I often agree with Megan, but not here. Let me try to explain.
First, it may seem to some these are the motives of affirmative action opponents, but I wish she'd followed that up with "of course, I don't believe anything so hateful." There are a number of reasons to oppose affirmative action (most of which I will not go into here), but an important one to many is that it's the wrong solution to the problem and, if anything, slows down the progress of African-Americans, as well as race relations. It's one thing for supporters of affirmative action to disagree with these claims, it's another to say to those who make them "you're lying" (or worse, "you're racist").
Second, people who oppose affirmative action have trouble with minorities doing well? Which discrete and insular minority are we talking about? Jews? Asians? Wouldn't Megan agree they're helped by everyone being treated--in the words that used to signify civil rights--"without regard to their race, creed, color, or national origin"? Why are these racists who oppose affirmative action so selective?
Third, calling something a "small problem" is always a dangerous argument; the easy response (even without demagoguery*) is "okay, then let's do it my way--after all, no big deal." Of course, as soon as you suggest that, suddenly it becomes a huge deal. To give a feeling for why the principle is a big deal, imagine if some company, large or small, said under no circumstances would they employ African-Americans. Would anyone accept the argument "well, no blacks applied anyway, so no harm, no foul" or "very few of the blacks who applied would have gotten jobs so it really doesn't matter"?

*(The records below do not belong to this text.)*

//! Date helpers for partitioning and labelling races.
//!
//! Dates arrive from the phone as ISO-like strings. They are parsed with
//! fixed-width digit reads (no locale or timezone handling) and compared by
//! day count since 1970-01-01.

use std::fmt::Write;
use std::time::{SystemTime, UNIX_EPOCH};

use thiserror::Error;

use crate::types::{Race, RaceSection};

/// Minimum output capacity for [`format_date_into`]
pub const DATE_LABEL_MIN: usize = 15;
/// Minimum output capacity for [`format_date_time_into`]
pub const DATETIME_LABEL_MIN: usize = 20;

const SECONDS_PER_DAY: u64 = 86_400;
const DAYS_BEFORE_MONTH: [i64; 12] = [0, 31, 59, 90, 120, 151, 181, 212, 243, 273, 304, 334];
const MONTH_ABBR: [&str; 12] =
    ["Jan", "Feb", "Mar", "Apr", "May", "Jun", "Jul", "Aug", "Sep", "Oct", "Nov", "Dec"];

/// Why a date string did not match the fixed-width layout
#[derive(Debug, Clone, Copy, PartialEq, Eq, Error)]
pub enum DateParseError {
    #[error("date text too short: {len} bytes, need {needed}")]
    TooShort { len: usize, needed: usize },

    #[error("unexpected byte {found:#04x} at position {position}")]
    UnexpectedByte { position: usize, found: u8 },

    #[error("{field} out of range: {value}")]
    OutOfRange { field: &'static str, value: u32 },
}

/// Calendar date parsed from `YYYY-MM-DD`
///
/// Only built through [`IsoDate::new`] or [`IsoDate::parse`], so the month
/// and day are always valid for the year.
#[derive(Debug, Clone, Copy, PartialEq, Eq, PartialOrd, Ord)]
pub struct IsoDate {
    year: u32,
    month: u32,
    day: u32,
}

/// Date and time of day parsed from `YYYY-MM-DDTHH:MM`
///
/// Seconds and any zone suffix are ignored.
#[derive(Debug, Clone, Copy, PartialEq, Eq, PartialOrd, Ord)]
pub struct IsoDateTime {
    date: IsoDate,
    hour: u32,
    minute: u32,
}

/// Where a date falls relative to today
#[derive(Debug, Clone, Copy, PartialEq, Eq)]
pub enum DateOrdering {
    Past,
    Present,
    Future,
}

impl DateOrdering {
    /// Upcoming means today or later
    pub fn is_upcoming(self) -> bool {
        !matches!(self, DateOrdering::Past)
    }
}

fn read_digits(bytes: &[u8], start: usize, width: usize) -> Result<u32, DateParseError> {
    let mut value = 0u32;
    for position in start..start + width {
        let found = bytes[position];
        if !found.is_ascii_digit() {
            return Err(DateParseError::UnexpectedByte { position, found });
        }
        value = value * 10 + u32::from(found - b'0');
    }
    Ok(value)
}

fn expect_byte(bytes: &[u8], position: usize, allowed: &[u8]) -> Result<(), DateParseError> {
    let found = bytes[position];
    if allowed.contains(&found) {
        Ok(())
    } else {
        Err(DateParseError::UnexpectedByte { position, found })
    }
}

fn check_range(field: &'static str, value: u32, min: u32, max: u32) -> Result<u32, DateParseError> {
    if (min..=max).contains(&value) {
        Ok(value)
    } else {
        Err(DateParseError::OutOfRange { field, value })
    }
}

/// Gregorian leap year
pub fn is_leap_year(year: u32) -> bool {
    (year % 4 == 0 && year % 100 != 0) || year % 400 == 0
}

/// Days in `month` (1..=12) of `year`, 0 for an invalid month
pub fn days_in_month(year: u32, month: u32) -> u32 {
    match month {
        1 | 3 | 5 | 7 | 8 | 10 | 12 => 31,
        4 | 6 | 9 | 11 => 30,
        2 if is_leap_year(year) => 29,
        2 => 28,
        _ => 0,
    }
}

fn leap_days_before(year: i64) -> i64 {
    let y = year - 1;
    y / 4 - y / 100 + y / 400
}

impl IsoDate {
    /// Validated calendar date
    pub fn new(year: u32, month: u32, day: u32) -> Result<Self, DateParseError> {
        let month = check_range("month", month, 1, 12)?;
        let day = check_range("day", day, 1, days_in_month(year, month))?;
        Ok(Self { year, month, day })
    }

    pub fn year(&self) -> u32 {
        self.year
    }

    pub fn month(&self) -> u32 {
        self.month
    }

    pub fn day(&self) -> u32 {
        self.day
    }

    /// Parse the leading `YYYY-MM-DD` of `text`; trailing bytes are ignored
    pub fn parse(text: &str) -> Result<Self, DateParseError> {
        let bytes = text.as_bytes();
        if bytes.len() < 10 {
            return Err(DateParseError::TooShort { len: bytes.len(), needed: 10 });
        }

        let year = read_digits(bytes, 0, 4)?;
        expect_byte(bytes, 4, b"-")?;
        let month = read_digits(bytes, 5, 2)?;
        expect_byte(bytes, 7, b"-")?;
        let day = read_digits(bytes, 8, 2)?;

        Self::new(year, month, day)
    }

    /// Days since 1970-01-01 (negative before the epoch)
    pub fn days_since_epoch(&self) -> i64 {
        let year = i64::from(self.year);
        let mut days = (year - 1970) * 365 + leap_days_before(year) - leap_days_before(1970);
        days += (self.month as usize)
            .checked_sub(1)
            .and_then(|index| DAYS_BEFORE_MONTH.get(index))
            .copied()
            .unwrap_or(0);
        if self.month > 2 && is_leap_year(self.year) {
            days += 1;
        }
        days + i64::from(self.day) - 1
    }
}

impl IsoDateTime {
    pub fn date(&self) -> IsoDate {
        self.date
    }

    pub fn hour(&self) -> u32 {
        self.hour
    }

    pub fn minute(&self) -> u32 {
        self.minute
    }

    /// Parse the leading `YYYY-MM-DDTHH:MM` of `text` (a space may replace `T`)
    pub fn parse(text: &str) -> Result<Self, DateParseError> {
        let bytes = text.as_bytes();
        if bytes.len() < 16 {
            return Err(DateParseError::TooShort { len: bytes.len(), needed: 16 });
        }

        let date = IsoDate::parse(text)?;
        expect_byte(bytes, 10, b"T ")?;
        let hour = check_range("hour", read_digits(bytes, 11, 2)?, 0, 23)?;
        expect_byte(bytes, 13, b":")?;
        let minute = check_range("minute", read_digits(bytes, 14, 2)?, 0, 59)?;

        Ok(Self { date, hour, minute })
    }
}

/// Three-letter month abbreviation, `"???"` outside 1..=12
pub fn month_abbr(month: u32) -> &'static str {
    match month {
        1..=12 => MONTH_ABBR[month as usize - 1],
        _ => "???",
    }
}

/// Current day count since 1970-01-01 from the wall clock
pub fn today() -> i64 {
    SystemTime::now()
        .duration_since(UNIX_EPOCH)
        .map(|elapsed| (elapsed.as_secs() / SECONDS_PER_DAY) as i64)
        .unwrap_or(0)
}

/// Compare an ISO date against a given day count
pub fn compare_date_to(iso_date: &str, today: i64) -> Result<DateOrdering, DateParseError> {
    let days = IsoDate::parse(iso_date)?.days_since_epoch();
    Ok(match days.cmp(&today) {
        std::cmp::Ordering::Less => DateOrdering::Past,
        std::cmp::Ordering::Equal => DateOrdering::Present,
        std::cmp::Ordering::Greater => DateOrdering::Future,
    })
}

/// Compare an ISO date against today's date
pub fn compare_date_to_now(iso_date: &str) -> Result<DateOrdering, DateParseError> {
    compare_date_to(iso_date, today())
}

/// Calendar section for a race date
///
/// Dates that do not parse are treated as upcoming.
pub fn section_for(iso_date: &str, today: i64) -> RaceSection {
    match compare_date_to(iso_date, today) {
        Ok(ordering) if !ordering.is_upcoming() => RaceSection::Previous,
        _ => RaceSection::Upcoming,
    }
}

/// Split races into (upcoming, previous) in one pass, keeping input order
pub fn partition_races<'a, I>(races: I, today: i64) -> (Vec<&'a Race>, Vec<&'a Race>)
where
    I: IntoIterator<Item = &'a Race>,
{
    races.into_iter().partition(|race| section_for(&race.date, today) == RaceSection::Upcoming)
}

/// Write `"Mar 14, 2025"` for `"2025-03-14"` into `out`
///
/// Returns `false` without touching `out` when its capacity is below
/// [`DATE_LABEL_MIN`] or the date does not parse.
pub fn format_date_into<const N: usize>(iso_date: &str, out: &mut heapless::String<N>) -> bool {
    if N < DATE_LABEL_MIN {
        return false;
    }
    match format_date(iso_date) {
        Some(label) => {
            out.clear();
            out.push_str(&label).is_ok()
        }
        None => false,
    }
}

/// Format `"2025-03-14"` as `"Mar 14, 2025"`
pub fn format_date(iso_date: &str) -> Option<heapless::String<DATE_LABEL_MIN>> {
    let date = IsoDate::parse(iso_date).ok()?;
    let mut label = heapless::String::new();
    write!(label, "{} {}, {:04}", month_abbr(date.month()), date.day(), date.year()).ok()?;
    Some(label)
}

/// Write `"Mar 14, 1:30 AM"` for `"2025-03-14T01:30:00Z"` into `out`
///
/// Returns `false` without touching `out` when its capacity is below
/// [`DATETIME_LABEL_MIN`] or the date-time does not parse.
pub fn format_date_time_into<const N: usize>(
    iso_datetime: &str,
    out: &mut heapless::String<N>,
) -> bool {
    if N < DATETIME_LABEL_MIN {
        return false;
    }
    match format_date_time(iso_datetime) {
        Some(label) => {
            out.clear();
            out.push_str(&label).is_ok()
        }
        None => false,
    }
}

/// Format `"2025-03-14T01:30:00Z"` as `"Mar 14, 1:30 AM"` (12-hour clock)
pub fn format_date_time(iso_datetime: &str) -> Option<heapless::String<DATETIME_LABEL_MIN>> {
    let parsed = IsoDateTime::parse(iso_datetime).ok()?;
    let am_pm = if parsed.hour() >= 12 { "PM" } else { "AM" };
    let display_hour = match parsed.hour() % 12 {
        0 => 12,
        hour => hour,
    };

    let mut label = heapless::String::new();
    write!(
        label,
        "{} {}, {}:{:02} {}",
        month_abbr(parsed.date().month()),
        parsed.date().day(),
        display_hour,
        parsed.minute(),
        am_pm
    )
    .ok()?;
    Some(label)
}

Fourth, she says this affects few people. Affirmative action is a nationwide policy, enforced (generally against the will of the public) in business, education, and elsewhere, with hundreds of thousands of regulations and bureaucrats backing it up. Further, it creates an ethos, a world where the government is teaching us you don't know how to judge someone unless you know that person's race--something Megan opposes elsewhere in her post. (It also tells those it allegedly helps that they can't make it on their own, which can be dispiriting and make them more dependent.)
This is an important issue, especially if we're talking about a Supreme Court nominee. No one should feel any shame in bringing it up.
*Demagoguery would be "This is a small problem? Tell that to..." followed by the name of someone who lost her job or couldn't feed his kids or died or whatever because of affirmative action.
2 Comments:
I've never had a strong opinion about affirmative action. On the one hand, I think it's likely that it does more harm than good in most situations. On the other, I'll drive past a 100% white firehouse in a 90% black neighborhood in the Bronx and say to myself "there's something wrong with this picture. I refuse to believe not one kid in this neighborhood wanted to grow up to be a firefighter." How to fix those sorts of entrenched situations without affirmative action is a problem to which I can offer no solution.
A quite separate argument against the affirmative action apparatus is the corruption it breeds. In my hometown of Detroit, the minority contracting that is required has been the preferred tool for payoffs that Kilpatrick and others handed out. Synagro and other scandals were at their roots affrim action scandals.